What you have to do: Check every line of the entries below for the word "handler", and copy the ones that have it.

START Provided material

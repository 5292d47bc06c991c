use contracts::domain::a001_course_content::aggregate::{Course, CourseContent};
use std::collections::HashMap;
use std::path::PathBuf;
use std::sync::Arc;
use tokio::sync::RwLock;

use crate::shared::config::{Config, CourseSeed};

/// In-memory хранилище курсов и их контента
#[derive(Debug, Default)]
pub struct ContentStore {
    pub(crate) courses: RwLock<HashMap<String, Course>>,
    /// Insertion order is creation order
    pub(crate) contents: RwLock<Vec<CourseContent>>,
}

impl ContentStore {
    pub fn with_courses(seeds: &[CourseSeed]) -> Self {
        let courses = seeds
            .iter()
            .map(|seed| {
                let course = Course {
                    id: seed.id.clone(),
                    title: seed.title.clone(),
                    drive_link: seed.drive_link.clone().filter(|l| !l.trim().is_empty()),
                };
                (course.id.clone(), course)
            })
            .collect();

        Self {
            courses: RwLock::new(courses),
            contents: RwLock::new(Vec::new()),
        }
    }
}

/// Where uploaded files go and how they are addressed
#[derive(Debug, Clone)]
pub struct UploadSettings {
    pub dir: PathBuf,
    pub public_path: String,
    pub max_bytes: usize,
}

/// Shared state handed to every handler
#[derive(Clone)]
pub struct AppState {
    pub store: Arc<ContentStore>,
    pub uploads: Arc<UploadSettings>,
}

impl AppState {
    pub fn from_config(config: &Config) -> Self {
        Self {
            store: Arc::new(ContentStore::with_courses(&config.courses)),
            uploads: Arc::new(UploadSettings {
                dir: crate::shared::config::get_upload_dir(config),
                public_path: config.uploads.public_path.clone(),
                max_bytes: config.uploads.max_size_mb * 1024 * 1024,
            }),
        }
    }
}

#[cfg(test)]
mod tests {
    use super::*;

    #[tokio::test]
    async fn seeds_courses_and_drops_blank_links() {
        let store = ContentStore::with_courses(&[
            CourseSeed {
                id: "1".into(),
                title: "Rust".into(),
                drive_link: Some("https://drive.example/1".into()),
            },
            CourseSeed {
                id: "2".into(),
                title: "Go".into(),
                drive_link: Some("  ".into()),
            },
        ]);

        let courses = store.courses.read().await;
        assert_eq!(courses.len(), 2);
        assert_eq!(
            courses["1"].drive_link.as_deref(),
            Some("https://drive.example/1")
        );
        assert_eq!(courses["2"].drive_link, None);
        assert!(store.contents.read().await.is_empty());
    }
}
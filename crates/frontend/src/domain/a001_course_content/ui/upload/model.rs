//! Upload - Model (API functions)

use crate::shared::api_utils::api_url;
use contracts::shared::api::{ApiMessage, UploadResponse};

/// Загрузить файл и получить его публичный URL
pub async fn upload_file(file: web_sys::File) -> Result<String, String> {
    use wasm_bindgen::JsCast;
    use web_sys::{FormData, Request, RequestInit, RequestMode, Response};

    let form_data = FormData::new().map_err(|e| format!("{e:?}"))?;
    form_data
        .append_with_blob_and_filename("file", &file, &file.name())
        .map_err(|e| format!("{e:?}"))?;

    let opts = RequestInit::new();
    opts.set_method("POST");
    opts.set_mode(RequestMode::Cors);
    opts.set_body(&form_data);

    let url = api_url("/api/admin/upload");
    let request = Request::new_with_str_and_init(&url, &opts).map_err(|e| format!("{e:?}"))?;

    let window = web_sys::window().ok_or_else(|| "no window".to_string())?;
    let resp_value = wasm_bindgen_futures::JsFuture::from(window.fetch_with_request(&request))
        .await
        .map_err(|e| format!("{e:?}"))?;
    let resp: Response = resp_value.dyn_into().map_err(|e| format!("{e:?}"))?;

    let text = wasm_bindgen_futures::JsFuture::from(resp.text().map_err(|e| format!("{e:?}"))?)
        .await
        .map_err(|e| format!("{e:?}"))?;
    let text: String = text.as_string().unwrap_or_default();

    if !resp.ok() {
        let message = serde_json::from_str::<ApiMessage>(&text).unwrap_or_default();
        return Err(message.text_or_fallback());
    }

    let data: UploadResponse = serde_json::from_str(&text).map_err(|e| format!("{e}"))?;
    Ok(data.url)
}
use axum::body::Body;
use axum::http::Request;
use axum::middleware::Next;
use axum::response::Response;

/// Простой middleware для логирования запросов
pub async fn request_logger(req: Request<Body>, next: Next) -> Response {
    let start = std::time::Instant::now();
    let method = req.method().clone();
    let path = req.uri().path().to_string();

    let response = next.run(req).await;

    let status = response.status();
    let elapsed_ms = start.elapsed().as_millis() as u64;
    if status.is_success() {
        tracing::info!(%method, %path, status = status.as_u16(), elapsed_ms, "request");
    } else {
        tracing::warn!(%method, %path, status = status.as_u16(), elapsed_ms, "request");
    }

    response
}
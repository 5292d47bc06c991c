pub mod config;
pub mod data;
pub mod error;
pub mod request_logger;
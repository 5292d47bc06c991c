//! Course content admin page: add form, drive link form and the content list.

mod model;
pub mod params;
mod state;

use super::add::AddContent;
use super::list::ContentList;
use contracts::domain::a001_course_content::aggregate::{Course, CourseContent};
use leptos::prelude::*;
use params::CoursePage;
use state::LoadErrors;
use wasm_bindgen_futures::spawn_local;

#[component]
pub fn CourseContentPage() -> impl IntoView {
    let search = web_sys::window()
        .and_then(|w| w.location().search().ok())
        .unwrap_or_default();

    match params::parse_page_params(&search) {
        Ok(page) => view! { <CourseContentScreen page=page /> }.into_any(),
        Err(e) => view! { <div class="error">{e}</div> }.into_any(),
    }
}

#[component]
fn CourseContentScreen(page: CoursePage) -> impl IntoView {
    let course = RwSignal::new(None::<Course>);
    let items = RwSignal::new(Vec::<CourseContent>::new());
    let errors = RwSignal::new(LoadErrors::default());

    let fetch_course = {
        let course_id = page.course_id.clone();
        Callback::new(move |_: ()| {
            let id = course_id.clone();
            spawn_local(async move {
                let result = model::fetch_course(&id).await;
                errors.update(|e| e.record_course(&result));
                if let Ok(c) = result {
                    course.set(Some(c));
                }
            });
        })
    };

    // Re-fetched after every successful add
    let fetch_items = {
        let course_id = page.course_id.clone();
        let parent = page.parent_content_id.clone();
        Callback::new(move |_: ()| {
            let id = course_id.clone();
            let parent = parent.clone();
            spawn_local(async move {
                let result = model::fetch_contents(&id, parent.as_deref()).await;
                errors.update(|e| e.record_contents(&result));
                if let Ok(v) = result {
                    items.set(v);
                }
            });
        })
    };

    fetch_course.run(());
    fetch_items.run(());

    let drive_link = Memo::new(move |_| {
        course.with(|c| c.as_ref().and_then(|c| c.drive_link.clone()))
    });

    let page_title = page.course_title.clone();
    let title = move || {
        page_title
            .clone()
            .or_else(|| course.with(|c| c.as_ref().map(|c| c.title.clone())))
            .unwrap_or_default()
    };

    let link_course_id = page.course_id.clone();

    view! {
        <div class="page course-content-page">
            <h1 class="page__title">{title}</h1>
            {move || {
                errors
                    .with(|e| e.messages())
                    .into_iter()
                    .map(|msg| view! { <div class="error">{msg}</div> })
                    .collect_view()
            }}

            <AddContent
                course_id=page.course_id
                parent_content_id=page.parent_content_id
                course_title=page.course_title
                route=page.route
                existing_link=None
                on_created=fetch_items
            />

            {move || drive_link.get().map(|link| view! {
                <div class="course-content-page__link">
                    <div class="course-content-page__current-link">
                        "Current link: "
                        <a href=link.clone() target="_blank" rel="noopener">{link.clone()}</a>
                    </div>
                    <AddContent
                        course_id=link_course_id.clone()
                        parent_content_id=None
                        course_title=None
                        existing_link=Some(link)
                        on_link_changed=fetch_course
                    />
                </div>
            })}

            <ContentList items=items />
        </div>
    }
}
use contracts::domain::a001_course_content::aggregate::ContentRoute;
use serde::Deserialize;

/// Raw query string of the admin page:
/// `?courseId=7&parentContentId=..&courseTitle=..&rest=a/b`
#[derive(Debug, Default, Deserialize)]
#[serde(rename_all = "camelCase")]
struct PageQuery {
    #[serde(default)]
    course_id: Option<String>,
    #[serde(default)]
    parent_content_id: Option<String>,
    #[serde(default)]
    course_title: Option<String>,
    #[serde(default)]
    rest: Option<String>,
}

/// Where in the course tree the admin page is opened
#[derive(Debug, Clone, PartialEq, Eq)]
pub struct CoursePage {
    pub course_id: String,
    pub parent_content_id: Option<String>,
    pub course_title: Option<String>,
    pub route: ContentRoute,
}

fn non_blank(value: Option<String>) -> Option<String> {
    value
        .map(|v| v.trim().to_string())
        .filter(|v| !v.is_empty())
}

pub fn parse_page_params(search: &str) -> Result<CoursePage, String> {
    let query: PageQuery = serde_qs::from_str(search.trim_start_matches('?'))
        .map_err(|e| format!("Invalid page parameters: {}", e))?;

    let course_id =
        non_blank(query.course_id).ok_or_else(|| "courseId is missing in the page URL".to_string())?;

    Ok(CoursePage {
        course_id,
        parent_content_id: non_blank(query.parent_content_id),
        course_title: non_blank(query.course_title),
        route: query
            .rest
            .as_deref()
            .map(ContentRoute::parse)
            .unwrap_or_default(),
    })
}

#[cfg(test)]
mod tests {
    use super::*;

    #[test]
    fn parses_full_query() {
        let page = parse_page_params(
            "?courseId=7&parentContentId=p1&courseTitle=Rust%20101&rest=p0%2Fp1",
        )
        .unwrap();
        assert_eq!(page.course_id, "7");
        assert_eq!(page.parent_content_id.as_deref(), Some("p1"));
        assert_eq!(page.course_title.as_deref(), Some("Rust 101"));
        assert_eq!(page.route.segments, vec!["p0".to_string(), "p1".to_string()]);
    }

    #[test]
    fn course_root_has_no_parent_or_route() {
        let page = parse_page_params("courseId=7&parentContentId=").unwrap();
        assert_eq!(page.parent_content_id, None);
        assert!(page.route.is_empty());
    }

    #[test]
    fn missing_course_id_is_an_error() {
        assert!(parse_page_params("").is_err());
        assert!(parse_page_params("?courseId=%20").is_err());
    }
}
use leptos::prelude::*;

/// Controlled text input with an optional trailing slot (e.g. an "Upload" button)
#[component]
pub fn Input(
    /// Input value
    #[prop(into)]
    value: Signal<String>,
    /// Input event handler
    #[prop(optional)]
    on_input: Option<Callback<String>>,
    /// Placeholder text
    #[prop(optional, into)]
    placeholder: MaybeProp<String>,
    /// ID for the input element
    #[prop(optional, into)]
    id: MaybeProp<String>,
    /// Additional CSS classes
    #[prop(optional, into)]
    class: MaybeProp<String>,
    /// Rendered to the right of the input
    #[prop(optional)]
    trailing: Option<AnyView>,
) -> impl IntoView {
    let input_id = move || id.get().unwrap_or_default();
    let input_placeholder = move || placeholder.get().unwrap_or_default();
    let additional_class = move || class.get().unwrap_or_default();

    view! {
        <div class="form__group form__input-row">
            <input
                id=input_id
                class=move || format!("form__input {}", additional_class())
                type="text"
                prop:value=move || value.get()
                placeholder=input_placeholder
                aria-label=input_placeholder
                on:input=move |ev| {
                    if let Some(handler) = on_input {
                        handler.run(event_target_value(&ev));
                    }
                }
            />
            {trailing}
        </div>
    }
}
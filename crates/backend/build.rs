use std::env;
use std::fs;
use std::path::{Path, PathBuf};

// Puts the workspace config.toml next to the backend binary, where load_config looks for it.
fn main() {
    println!("cargo:rerun-if-changed=../../config.toml");

    let Some(target_dir) = profile_dir() else {
        println!("cargo:warning=Target profile directory not found, config.toml not copied");
        return;
    };

    let source = Path::new(env!("CARGO_MANIFEST_DIR")).join("../../config.toml");
    if !source.exists() {
        println!("cargo:warning=config.toml not found, backend will use the embedded config");
        return;
    }

    let dest = target_dir.join("config.toml");
    if let Err(e) = fs::copy(&source, &dest) {
        panic!("Failed to copy config.toml to {}: {}", dest.display(), e);
    }
}

/// target/<profile>, found by walking up from OUT_DIR
fn profile_dir() -> Option<PathBuf> {
    let out_dir = PathBuf::from(env::var("OUT_DIR").ok()?);
    let profile = env::var("PROFILE").ok()?;
    out_dir
        .ancestors()
        .find(|p| p.ends_with(&profile))
        .map(Path::to_path_buf)
}
use serde::{Deserialize, Serialize};

use super::aggregate::{ContentKind, ContentRoute};

/// Тело `POST /api/admin/content`
///
/// Field names follow the admin API: `type`, `thumbnail`, `courseId`, ...
/// The typed `route` travels as `rest`.
#[derive(Debug, Clone, Default, PartialEq, Eq, Serialize, Deserialize)]
#[serde(rename_all = "camelCase")]
pub struct CreateContentRequest {
    #[serde(rename = "type")]
    pub kind: ContentKind,
    #[serde(default)]
    pub thumbnail: String,
    #[serde(default)]
    pub title: String,
    pub course_id: String,
    #[serde(default)]
    pub parent_content_id: Option<String>,
    #[serde(default)]
    pub video_url: String,
    #[serde(default)]
    pub pdf_url: String,
    #[serde(default)]
    pub course_title: Option<String>,
    #[serde(rename = "rest", default)]
    pub route: ContentRoute,
}

/// Ответ на успешное создание контента
#[derive(Debug, Clone, PartialEq, Eq, Serialize, Deserialize)]
pub struct CreateContentResponse {
    pub message: String,
    pub id: String,
    pub path: String,
}

/// Тело `POST /api/admin/content/gdlink`
#[derive(Debug, Clone, Default, PartialEq, Eq, Serialize, Deserialize)]
#[serde(rename_all = "camelCase")]
pub struct ChangeDriveLinkRequest {
    pub course_id: String,
    #[serde(default)]
    pub gdlink: String,
}

/// Query of `GET /api/admin/content`
#[derive(Debug, Clone, Default, PartialEq, Eq, Serialize, Deserialize)]
#[serde(rename_all = "camelCase")]
pub struct ContentListQuery {
    pub course_id: String,
    #[serde(default)]
    pub parent_content_id: Option<String>,
}
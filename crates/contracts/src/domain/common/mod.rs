//! Common types and traits for all aggregates

pub mod aggregate_id;

pub use aggregate_id::AggregateId;
use contracts::domain::a001_course_content::aggregate::{ContentId, Course, CourseContent};

use crate::shared::data::ContentStore;

pub async fn get_course(store: &ContentStore, id: &str) -> Option<Course> {
    store.courses.read().await.get(id).cloned()
}

/// Returns `false` when the course does not exist
pub async fn set_drive_link(store: &ContentStore, course_id: &str, link: String) -> bool {
    let mut courses = store.courses.write().await;
    match courses.get_mut(course_id) {
        Some(course) => {
            course.drive_link = Some(link);
            true
        }
        None => false,
    }
}

pub async fn get_content(store: &ContentStore, id: ContentId) -> Option<CourseContent> {
    store
        .contents
        .read()
        .await
        .iter()
        .find(|c| c.id == id)
        .cloned()
}

pub async fn insert(store: &ContentStore, content: CourseContent) -> ContentId {
    let id = content.id;
    store.contents.write().await.push(content);
    id
}

/// Direct children of `parent` (course root when `None`), oldest first
pub async fn list_children(
    store: &ContentStore,
    course_id: &str,
    parent: Option<ContentId>,
) -> Vec<CourseContent> {
    store
        .contents
        .read()
        .await
        .iter()
        .filter(|c| c.course_id == course_id && c.parent_content_id == parent)
        .cloned()
        .collect()
}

END Provided material

Reply:
/// Shared state handed to every handler
    /// Input event handler
                    if let Some(handler) = on_input {
                        handler.run(event_target_value(&ev));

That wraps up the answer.